Due to the temporal relationship of the administration of aprotinin and the sudden unexplained biventricular failure, we conclude that these findings were the direct result of an anaphylactic reaction to a test dose of aprotinin. The expected presentation of anaphylaxis due to a precipitous drop in pre-load did not occur in this patient as confirmed by our TOE findings. Other causes of a catastrophic event such as pulmonary embolism, myocardial infarction or rupture of the aortic aneurysm were ruled out by the TOE examination and a subsequent autopsy.

To our knowledge, this is the first case report of profound biventricular failure due to aprotinin. Furthermore, the described biventricular failure occurred with the administration of only a 1 mL test dose of aprotinin in a patient with a documented previous exposure seven years previously. Hypersensitivity reactions to aprotinin have been extensively reviewed [Reference Beierlein, Scheule and Dietrich2]. Out of 53 hypersensitivity reactions where the exposure time was known, only two occurred with re-exposure after 36 months [Reference Beierlein, Scheule and Dietrich2]. The anaphylactic reaction in our case was unusual in that no other typical manifestations of anaphylaxis such as bronchospasm or skin manifestations were noted. The serum tryptase level, a marker for mast cell activation indicative of anaphylaxis, was markedly elevated.

Anaphylaxis can produce arrhythmias, infarction and angina [Reference Wasserman3]. Mast cell degranulation leads to the release of histamine, leukotrienes, prostaglandins and thromboxanes which are known to exert a negative inotropic effect on the heart as well as reduce coronary blood flow [Reference Machado, Assem and Ezeamuzle4]. Histamine is also known to be a potent coronary vasoconstrictor particularly in patients with coronary artery disease [Reference Kalsner and Richards5]. In vitro studies examining the H1 and H2 receptors of human hearts revealed an initial tachycardia and increased contractility followed by profound myocardial depression [Reference Bristow, Ginsburg and Harrison6]. Myocardial depression from anaphylaxis is rare yet has been reported in patients with little to no coronary artery disease [Reference Raper and Fisher7]. The post mortem examination of our patient revealed only mild coronary artery disease.

Ultimately, the profound myocardial depression did not lead to the death of our patient as he was well resuscitated and quickly placed on cardiopulmonary bypass with full restoration of cardiac function in less than an hour.
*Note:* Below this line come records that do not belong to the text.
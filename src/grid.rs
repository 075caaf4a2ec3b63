// Grid and visitation model
//
// Single source of truth for which cells are occupied and by whom. Cells only
// ever move Empty -> Head -> Trail, and a visited cell stays visited for the
// rest of the game.

use log::{debug, warn};
use rand::Rng;
use serde::{Deserialize, Serialize};

use crate::config::Config;
use crate::error::{Result, TrailsError};
use crate::rules;
use crate::types::{Cell, Direction, Move, PlayerId, Position, MAX_PLAYERS};

/// Square grid of cell markers
#[derive(Debug, Clone)]
pub struct Board {
    size: usize,
    cells: Vec<Cell>,
}

impl Board {
    pub fn new(size: usize) -> Self {
        Board {
            size,
            cells: vec![Cell::Empty; size * size],
        }
    }

    pub fn size(&self) -> usize {
        self.size
    }

    pub fn in_bounds(&self, pos: &Position) -> bool {
        pos.row >= 0 && pos.col >= 0 && (pos.row as usize) < self.size && (pos.col as usize) < self.size
    }

    /// Cell at `pos`, or None when off the board
    pub fn get(&self, pos: &Position) -> Option<Cell> {
        self.index_of(pos).map(|i| self.cells[i])
    }

    /// Iterates rows top to bottom
    pub fn rows(&self) -> impl Iterator<Item = &[Cell]> {
        self.cells.chunks(self.size.max(1))
    }

    fn set(&mut self, pos: &Position, cell: Cell) {
        if let Some(i) = self.index_of(pos) {
            self.cells[i] = cell;
        }
    }

    fn index_of(&self, pos: &Position) -> Option<usize> {
        if self.in_bounds(pos) {
            Some(pos.row as usize * self.size + pos.col as usize)
        } else {
            None
        }
    }
}

/// Monotonic set of cells any head has entered
#[derive(Debug, Clone)]
pub struct VisitedSet {
    size: usize,
    cells: Vec<bool>,
    count: usize,
}

impl VisitedSet {
    pub fn new(size: usize) -> Self {
        VisitedSet {
            size,
            cells: vec![false; size * size],
            count: 0,
        }
    }

    /// Off-board positions are never visited
    pub fn contains(&self, pos: &Position) -> bool {
        self.index_of(pos).map(|i| self.cells[i]).unwrap_or(false)
    }

    /// Returns true if the position was newly added
    fn insert(&mut self, pos: &Position) -> bool {
        match self.index_of(pos) {
            Some(i) if !self.cells[i] => {
                self.cells[i] = true;
                self.count += 1;
                true
            }
            _ => false,
        }
    }

    pub fn len(&self) -> usize {
        self.count
    }

    pub fn is_empty(&self) -> bool {
        self.count == 0
    }

    fn index_of(&self, pos: &Position) -> Option<usize> {
        if pos.row >= 0 && pos.col >= 0 && (pos.row as usize) < self.size && (pos.col as usize) < self.size {
            Some(pos.row as usize * self.size + pos.col as usize)
        } else {
            None
        }
    }
}

/// Model and sampling temperature forwarded to the oracle for one player
#[derive(Debug, Clone, Default, PartialEq)]
pub struct PlayerProfile {
    pub model: String,
    pub temperature: f64,
}

/// Serializable picture of a board, used by the decision log and replay
#[derive(Debug, Clone, Serialize, Deserialize, PartialEq)]
pub struct BoardSnapshot {
    pub size: usize,
    /// One string per row; '.' is empty, player symbols are heads, glyphs are trails
    pub rows: Vec<String>,
    pub active: Vec<bool>,
}

/// Complete state of one game
#[derive(Debug, Clone)]
pub struct GameState {
    board: Board,
    visited: VisitedSet,
    positions: Vec<Position>,
    active: Vec<bool>,
    moves: Vec<Move>,
    profiles: Vec<PlayerProfile>,
}

impl GameState {
    /// Creates a fresh game with randomly spaced starting positions
    ///
    /// # Arguments
    /// * `config` - Validated configuration (grid size, player count, spacing)
    /// * `rng` - Source of randomness for the starting positions
    pub fn initialize<R: Rng>(config: &Config, rng: &mut R) -> Result<Self> {
        let size = config.game.grid_size;
        let player_count = config.game.player_count;
        if player_count == 0 || player_count > MAX_PLAYERS {
            return Err(TrailsError::config(format!(
                "cannot seat {} players",
                player_count
            )));
        }

        let mut state = GameState {
            board: Board::new(size),
            visited: VisitedSet::new(size),
            positions: Vec::with_capacity(player_count),
            active: Vec::with_capacity(player_count),
            moves: Vec::new(),
            profiles: Vec::with_capacity(player_count),
        };

        for index in 0..player_count {
            let player = PlayerId(index);
            let pos = state.pick_start(config, rng)?;
            debug!("Player {} starts at {}", player, pos);

            state.positions.push(pos);
            state.active.push(true);
            state.profiles.push(PlayerProfile {
                model: config.oracle.model_for(player).to_string(),
                temperature: config.oracle.temperature,
            });
            state.board.set(&pos, Cell::Head(player));
            state.visited.insert(&pos);
        }

        Ok(state)
    }

    /// Random sampling first, then a deterministic scan so spacing is never violated
    fn pick_start<R: Rng>(&self, config: &Config, rng: &mut R) -> Result<Position> {
        let size = self.board.size() as i32;
        let min_distance = config.game.min_start_distance;

        for _ in 0..config.game.placement_attempts {
            let pos = Position::new(rng.random_range(0..size), rng.random_range(0..size));
            if self.is_spaced(&pos, min_distance) {
                return Ok(pos);
            }
        }

        warn!(
            "No spaced start found after {} random attempts, scanning the board",
            config.game.placement_attempts
        );
        (0..size)
            .flat_map(|row| (0..size).map(move |col| Position::new(row, col)))
            .find(|pos| self.is_spaced(pos, min_distance))
            .ok_or_else(|| {
                TrailsError::config(format!(
                    "a {}x{} grid cannot seat {} players at distance {}",
                    size, size, config.game.player_count, min_distance
                ))
            })
    }

    fn is_spaced(&self, pos: &Position, min_distance: i32) -> bool {
        !self.visited.contains(pos)
            && self
                .positions
                .iter()
                .all(|existing| existing.manhattan(pos) >= min_distance)
    }

    /// Builds a state from symbol rows: '.' or ' ' empty, player symbols for
    /// heads, trail glyphs for trails. Every player up to the highest head
    /// symbol must have exactly one head.
    pub fn from_rows<S: AsRef<str>>(rows: &[S]) -> Result<Self> {
        let size = rows.len();
        let mut board = Board::new(size);
        let mut visited = VisitedSet::new(size);
        let mut heads: Vec<Option<Position>> = vec![None; MAX_PLAYERS];
        let mut trail_owners: Vec<PlayerId> = Vec::new();

        for (r, row) in rows.iter().enumerate() {
            let cells: Vec<char> = row.as_ref().chars().collect();
            if cells.len() != size {
                return Err(TrailsError::config(format!(
                    "row {} has {} cells, expected {}",
                    r,
                    cells.len(),
                    size
                )));
            }

            for (c, symbol) in cells.into_iter().enumerate() {
                let pos = Position::new(r as i32, c as i32);
                let cell = match symbol {
                    '.' | ' ' => Cell::Empty,
                    s => {
                        if let Some(p) = PlayerId::from_trail_symbol(s) {
                            trail_owners.push(p);
                            Cell::Trail(p)
                        } else if let Some(p) = PlayerId::from_symbol(s) {
                            if heads[p.index()].replace(pos).is_some() {
                                return Err(TrailsError::config(format!(
                                    "player {} has more than one head",
                                    p
                                )));
                            }
                            Cell::Head(p)
                        } else {
                            return Err(TrailsError::config(format!(
                                "unknown cell symbol '{}' at {}",
                                s, pos
                            )));
                        }
                    }
                };
                if cell != Cell::Empty {
                    board.set(&pos, cell);
                    visited.insert(&pos);
                }
            }
        }

        let player_count = heads.iter().rposition(Option::is_some).map_or(0, |i| i + 1);
        let positions = heads[..player_count]
            .iter()
            .enumerate()
            .map(|(i, head)| {
                head.ok_or_else(|| TrailsError::config(format!("player {} has no head", PlayerId(i))))
            })
            .collect::<Result<Vec<_>>>()?;
        if let Some(orphan) = trail_owners.iter().find(|p| p.index() >= player_count) {
            return Err(TrailsError::config(format!(
                "trail of player {} who is not on the board",
                orphan
            )));
        }

        Ok(GameState {
            board,
            visited,
            positions,
            active: vec![true; player_count],
            moves: Vec::new(),
            profiles: vec![PlayerProfile::default(); player_count],
        })
    }

    /// Rebuilds a state, including eliminations, from a logged snapshot
    pub fn from_snapshot(snapshot: &BoardSnapshot) -> Result<Self> {
        let mut state = Self::from_rows(&snapshot.rows)?;
        if snapshot.active.len() != state.player_count() {
            return Err(TrailsError::config(format!(
                "snapshot lists {} players but the board has {}",
                snapshot.active.len(),
                state.player_count()
            )));
        }
        state.active = snapshot.active.clone();
        Ok(state)
    }

    pub fn snapshot(&self) -> BoardSnapshot {
        BoardSnapshot {
            size: self.size(),
            rows: self
                .board
                .rows()
                .map(|row| {
                    row.iter()
                        .map(|cell| match cell {
                            Cell::Empty => '.',
                            other => other.symbol(),
                        })
                        .collect()
                })
                .collect(),
            active: self.active.clone(),
        }
    }

    /// Moves a player's head one step. The destination is re-checked and an
    /// illegal move leaves the state untouched.
    pub fn apply(&mut self, player: PlayerId, direction: Direction) -> Result<Move> {
        let from = self.position(player);
        let to = direction.apply(&from);
        if !self.is_active(player) || !rules::is_legal(self, &to) {
            return Err(TrailsError::IllegalMove {
                player,
                direction,
                target: to,
            });
        }

        self.board.set(&from, Cell::Trail(player));
        self.positions[player.index()] = to;
        self.board.set(&to, Cell::Head(player));
        self.visited.insert(&to);

        let mv = Move {
            player,
            direction,
            from,
            to,
        };
        self.moves.push(mv);
        Ok(mv)
    }

    /// Marks a player as out of the game. Their head stays on the board.
    pub fn eliminate(&mut self, player: PlayerId) {
        if let Some(flag) = self.active.get_mut(player.index()) {
            *flag = false;
        }
    }

    pub fn size(&self) -> usize {
        self.board.size()
    }

    pub fn board(&self) -> &Board {
        &self.board
    }

    pub fn visited(&self) -> &VisitedSet {
        &self.visited
    }

    pub fn player_count(&self) -> usize {
        self.positions.len()
    }

    pub fn players(&self) -> impl Iterator<Item = PlayerId> {
        (0..self.player_count()).map(PlayerId)
    }

    pub fn position(&self, player: PlayerId) -> Position {
        self.positions[player.index()]
    }

    pub fn is_active(&self, player: PlayerId) -> bool {
        self.active.get(player.index()).copied().unwrap_or(false)
    }

    pub fn active_players(&self) -> impl Iterator<Item = PlayerId> + '_ {
        self.players().filter(move |p| self.is_active(*p))
    }

    pub fn active_count(&self) -> usize {
        self.active.iter().filter(|a| **a).count()
    }

    /// Append-only move log
    pub fn moves(&self) -> &[Move] {
        &self.moves
    }

    pub fn profile(&self, player: PlayerId) -> &PlayerProfile {
        &self.profiles[player.index()]
    }
}
use clap::Parser;
use log::{error, info};
use rand::rngs::StdRng;
use rand::SeedableRng;
use std::env;
use std::process;

use llm_trails::cli::Cli;
use llm_trails::debug_logger::DebugLogger;
use llm_trails::engine::{GameOutcome, Match, TurnEvent};
use llm_trails::grid::GameState;
use llm_trails::oracle::OllamaOracle;
use llm_trails::render::{render_board, render_legend};
use llm_trails::stats::Statistics;

#[tokio::main]
async fn main() {
    // We default to 'info' level logging. But if the `RUST_LOG` environment variable is set,
    // we keep that value instead.
    if env::var("RUST_LOG").is_err() {
        env::set_var("RUST_LOG", "info");
    }

    env_logger::init();

    let cli = Cli::parse();
    let config = match cli.into_config() {
        Ok(config) => config,
        Err(e) => {
            eprintln!("Error: {}", e);
            process::exit(1);
        }
    };

    println!("🏁 Welcome to LLM Trails! 🏁");
    println!("Grid Size: {}x{}", config.game.grid_size, config.game.grid_size);
    println!("Players: {}", config.game.player_count);
    println!("Model: {}", config.oracle.model);
    println!("API URL: {}\n", config.oracle.url);

    let mut oracle = match OllamaOracle::new(&config.oracle) {
        Ok(oracle) => oracle,
        Err(e) => {
            eprintln!("Error: {}", e);
            process::exit(1);
        }
    };
    let logger = DebugLogger::new(config.debug.enabled, &config.debug.log_file_path).await;
    let mut rng = match cli.seed {
        Some(seed) => StdRng::seed_from_u64(seed),
        None => StdRng::from_os_rng(),
    };

    let mut stats = Statistics::new(config.game.player_count);
    let mut game_number = 0;

    loop {
        if config.game.games > 0 && game_number >= config.game.games {
            break;
        }
        game_number += 1;
        println!("\n========== Game {} ==========", game_number);

        let mut game = match Match::start(&config, &logger, game_number, &mut rng) {
            Ok(game) => game,
            Err(e) => {
                error!("Could not set up game {}: {}", game_number, e);
                logger.shutdown().await;
                process::exit(1);
            }
        };

        println!("\nStarting positions:");
        for player in game.state().players() {
            println!("Player {}: {}", player, game.state().position(player));
        }
        print_board(game.state());

        let outcome = game
            .run(&mut oracle, |event, state| {
                if let TurnEvent::Moved { response_time, .. } = event {
                    stats.record_response_time(*response_time);
                }
                print_event(event, state);
            })
            .await;

        stats.record(&outcome);
        info!("Game {} finished after {} turns: {:?}", game_number, game.turn(), outcome);

        if config.game.games != 1 {
            println!("\n{}", stats.render_report());
        }
    }

    if config.game.games != 1 {
        println!("\n{}", "=".repeat(50));
        println!("Final Statistics:");
        println!("{}", stats.render_report());
    }

    logger.shutdown().await;
}

fn print_board(state: &GameState) {
    println!("\n{}", render_board(state));
    println!("{}", render_legend(state));
}

fn print_event(event: &TurnEvent, state: &GameState) {
    match event {
        TurnEvent::Eliminated(player) => {
            println!("❌ Player {} is eliminated (no valid moves)", player);
        }
        TurnEvent::Moved {
            mv,
            tier,
            response_time,
            attempts,
        } => {
            let tier = tier.map(|t| t.label()).unwrap_or("-");
            println!(
                "Player {} chose: {} [{}] ({:.2}s, {} attempt{})",
                mv.player,
                mv.direction,
                tier,
                response_time.as_secs_f64(),
                attempts,
                if *attempts == 1 { "" } else { "s" }
            );
            print_board(state);
        }
        TurnEvent::Finished(GameOutcome::Winner(player)) => {
            println!("\n🎉 Player {} wins! All other players have been eliminated.", player);
        }
        TurnEvent::Finished(GameOutcome::Draw) => {
            println!("\n🤝 Draw! All players eliminated simultaneously.");
        }
        TurnEvent::Finished(GameOutcome::Error(message)) => {
            println!("❌ Error getting move from LLM: {}", message);
        }
    }
}
// Console rendering of the grid
//
// Pure string builders over the read-only views of a GameState; callers decide
// where the text goes.

use std::fmt::Write;

use crate::grid::GameState;

/// Box-drawn board with row and column numbers
pub fn render_board(state: &GameState) -> String {
    let size = state.size();
    let mut out = String::new();

    out.push_str("    ");
    for col in 0..size {
        let _ = write!(out, "{:2}  ", col);
    }
    out.push('\n');

    out.push_str(&border(size, '┌', '┬', '┐'));
    for (row, cells) in state.board().rows().enumerate() {
        let _ = write!(out, "{:2} │", row);
        for cell in cells {
            let _ = write!(out, " {} │", cell.symbol());
        }
        out.push('\n');
        if row + 1 < size {
            out.push_str(&border(size, '├', '┼', '┤'));
        }
    }
    out.push_str(&border(size, '└', '┴', '┘'));

    out
}

fn border(size: usize, left: char, join: char, right: char) -> String {
    let inner = vec!["───"; size].join(&join.to_string());
    format!("   {}{}{}\n", left, inner, right)
}

/// "1=Player1 ░=Trail  2=Player2 ▒=Trail ..."
pub fn render_legend(state: &GameState) -> String {
    let entries: Vec<String> = state
        .players()
        .map(|p| format!("{}=Player{} {}=Trail", p.symbol(), p, p.trail_symbol()))
        .collect();
    format!("Legend: {}", entries.join("  "))
}

/// Compact board used inside prompts
pub fn render_compact_board(state: &GameState) -> String {
    let mut out = String::from("    ");
    for col in 0..state.size() {
        let _ = write!(out, "{:2} ", col);
    }
    out.push('\n');

    for (row, cells) in state.board().rows().enumerate() {
        let _ = write!(out, "{:2} |", row);
        for cell in cells {
            let _ = write!(out, " {} |", cell.symbol());
        }
        out.push('\n');
    }

    out
}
The development of DIC, a later sequela of the anaphylactic reaction, eventually led to the patient’s death. The presence of DIC in the setting of anaphylaxis is well known and often fatal with minimal salvaging therapies.

It is well established that aprotinin is not an entirely benign medication as many reports of negative side-effects have been noted. On the basis of our experience and growing evidence, the use of aprotinin should be severely scrutinized by each practitioner before its use, especially in the setting of documented previous exposure, regardless of the interval between exposures. Perhaps most importantly, clinicians should reserve the primary exposure of aprotinin to cases with an extremely high risk of bleeding where aprotinin would most likely decrease transfusion significantly.